Ainsi, selon Michael Cisco, si les récits d’imaginaire qui ne relèvent pas de la Weird Fiction cherchent à clarifier et à rendre explicites les mécanismes du surnaturel à travers divers outils didactiques leur permettant de donner une information, puis de la faire passer par un circuit de redondance pour que le lecteur l’intègre pleinement, les récits Weird dérogent à cette volonté didactique claire, et par extension à l’intelligibilité pleine, et ce de manière plus ou moins radicale. Le lecteur de Weird Fiction, qui ne peut donc pas recevoir la totalité des informations de la part des textes, doit alors d’une part faire un effort pour en reconstituer ou en comprendre le sens, et accepter les zones d’ombre d’autre part. Dans le cas précis du Tyran, vous n’aurez pas toutes les informations, ou alors elles ne seront pas complètement claires. Acceptez-le.

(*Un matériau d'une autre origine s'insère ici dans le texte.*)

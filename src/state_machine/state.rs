use std::fmt;

use chrono::Utc;
use serde::{Deserialize, Serialize};

use super::job::Job;

/// The five states of a filter job.
///
/// Each job flows through: IDLE → RUNNING → FINALIZING → COMPLETED,
/// or drops to FAILED from any non-terminal state.
#[derive(Debug, Clone, Copy, PartialEq, Eq, Serialize, Deserialize)]
#[serde(rename_all = "snake_case")]
pub enum JobState {
    Idle,
    Running,
    Finalizing,
    Completed,
    Failed,
}

impl fmt::Display for JobState {
    fn fmt(&self, f: &mut fmt::Formatter<'_>) -> fmt::Result {
        match self {
            JobState::Idle => write!(f, "IDLE"),
            JobState::Running => write!(f, "RUNNING"),
            JobState::Finalizing => write!(f, "FINALIZING"),
            JobState::Completed => write!(f, "COMPLETED"),
            JobState::Failed => write!(f, "FAILED"),
        }
    }
}

/// Something that happened to a job and may move it to another state.
#[derive(Debug, Clone, Copy, PartialEq, Eq)]
pub enum Trigger {
    /// The external process started.
    Launched,
    /// The external process reported exit.
    ProcessExited,
    /// Results were loaded and the monitor drained.
    Finalized,
    /// A precondition, launch or checked exit failed.
    Failed,
}

/// The result of evaluating a trigger against the current state.
#[derive(Debug, Clone, PartialEq)]
pub enum Transition {
    /// The job moved to this state.
    Next(JobState),
    /// The trigger is not valid in the current state; the job is unchanged.
    Rejected { state: JobState, trigger: Trigger },
}

/// Drives a [`Job`] through its lifecycle.
pub struct StateMachine;

impl StateMachine {
    /// Compute and apply the transition for `trigger`.
    ///
    /// - `Idle` accepts `Launched` and `Failed`.
    /// - `Running` accepts `ProcessExited` and `Failed`.
    /// - `Finalizing` accepts `Finalized` and `Failed`.
    /// - `Completed` and `Failed` are terminal and reject everything.
    pub fn next(job: &mut Job, trigger: Trigger) -> Transition {
        let target = match (job.state, trigger) {
            (JobState::Idle, Trigger::Launched) => Some(JobState::Running),
            (JobState::Running, Trigger::ProcessExited) => Some(JobState::Finalizing),
            (JobState::Finalizing, Trigger::Finalized) => Some(JobState::Completed),
            (JobState::Idle | JobState::Running | JobState::Finalizing, Trigger::Failed) => {
                Some(JobState::Failed)
            }
            _ => None,
        };

        match target {
            Some(next_state) => {
                job.state_history.push(job.state);
                job.state = next_state;
                job.updated_at = Utc::now();
                Transition::Next(next_state)
            }
            None => Transition::Rejected {
                state: job.state,
                trigger,
            },
        }
    }
}

#[cfg(test)]
mod tests {
    use super::*;

    #[test]
    fn happy_path_walks_all_states() {
        let mut job = Job::new();
        assert_eq!(job.state, JobState::Idle);

        let t = StateMachine::next(&mut job, Trigger::Launched);
        assert_eq!(t, Transition::Next(JobState::Running));

        let t = StateMachine::next(&mut job, Trigger::ProcessExited);
        assert_eq!(t, Transition::Next(JobState::Finalizing));

        let t = StateMachine::next(&mut job, Trigger::Finalized);
        assert_eq!(t, Transition::Next(JobState::Completed));
        assert_eq!(job.state, JobState::Completed);
    }

    #[test]
    fn failure_is_reachable_from_every_active_state() {
        for steps in [
            &[][..],
            &[Trigger::Launched][..],
            &[Trigger::Launched, Trigger::ProcessExited][..],
        ] {
            let mut job = Job::new();
            for step in steps {
                StateMachine::next(&mut job, *step);
            }
            let t = StateMachine::next(&mut job, Trigger::Failed);
            assert_eq!(t, Transition::Next(JobState::Failed));
        }
    }

    #[test]
    fn terminal_states_reject_triggers() {
        let mut job = Job::new();
        StateMachine::next(&mut job, Trigger::Failed);

        let t = StateMachine::next(&mut job, Trigger::Launched);
        assert_eq!(
            t,
            Transition::Rejected {
                state: JobState::Failed,
                trigger: Trigger::Launched
            }
        );
        assert_eq!(job.state, JobState::Failed);
    }

    #[test]
    fn out_of_order_trigger_leaves_job_unchanged() {
        let mut job = Job::new();
        StateMachine::next(&mut job, Trigger::Launched);

        let t = StateMachine::next(&mut job, Trigger::Finalized);
        assert!(matches!(t, Transition::Rejected { .. }));
        assert_eq!(job.state, JobState::Running);
        assert_eq!(job.state_history, vec![JobState::Idle]);
    }

    #[test]
    fn state_history_is_recorded() {
        let mut job = Job::new();
        StateMachine::next(&mut job, Trigger::Launched);
        StateMachine::next(&mut job, Trigger::ProcessExited);
        StateMachine::next(&mut job, Trigger::Finalized);

        assert_eq!(
            job.state_history,
            vec![JobState::Idle, JobState::Running, JobState::Finalizing]
        );
    }

    #[test]
    fn state_display() {
        assert_eq!(JobState::Idle.to_string(), "IDLE");
        assert_eq!(JobState::Running.to_string(), "RUNNING");
        assert_eq!(JobState::Finalizing.to_string(), "FINALIZING");
        assert_eq!(JobState::Completed.to_string(), "COMPLETED");
        assert_eq!(JobState::Failed.to_string(), "FAILED");
    }
}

De la même manière que le magistral La Cité des Saints et des Fous de Jeff VanderMer, Le Tyran vous donnera du fil à retordre. Mais il en vaut la peine, parce qu’il explore les limites de la vie, de la mort et du réel, à travers son personnage éponyme.

Weird Fiction, par-delà la mort, par-delà l’amour ?


Le roman nous fait suivre le personnage d’Ella, une jeune fille handicapée et paralysée à cause de la polio, dans un monde proche du nôtre, puisqu’il mentionne le métro, le train, des « téléviseurs » et même des « ordinateurs » (d’un genre particulier et insectoïde, oui oui). Ella est engagée par le docteur Belhoria pour ses capacités de génie en biologie, et notamment dans la manipulation de l’ectoplasme, une substance qui relie le monde des vivants à celui des morts.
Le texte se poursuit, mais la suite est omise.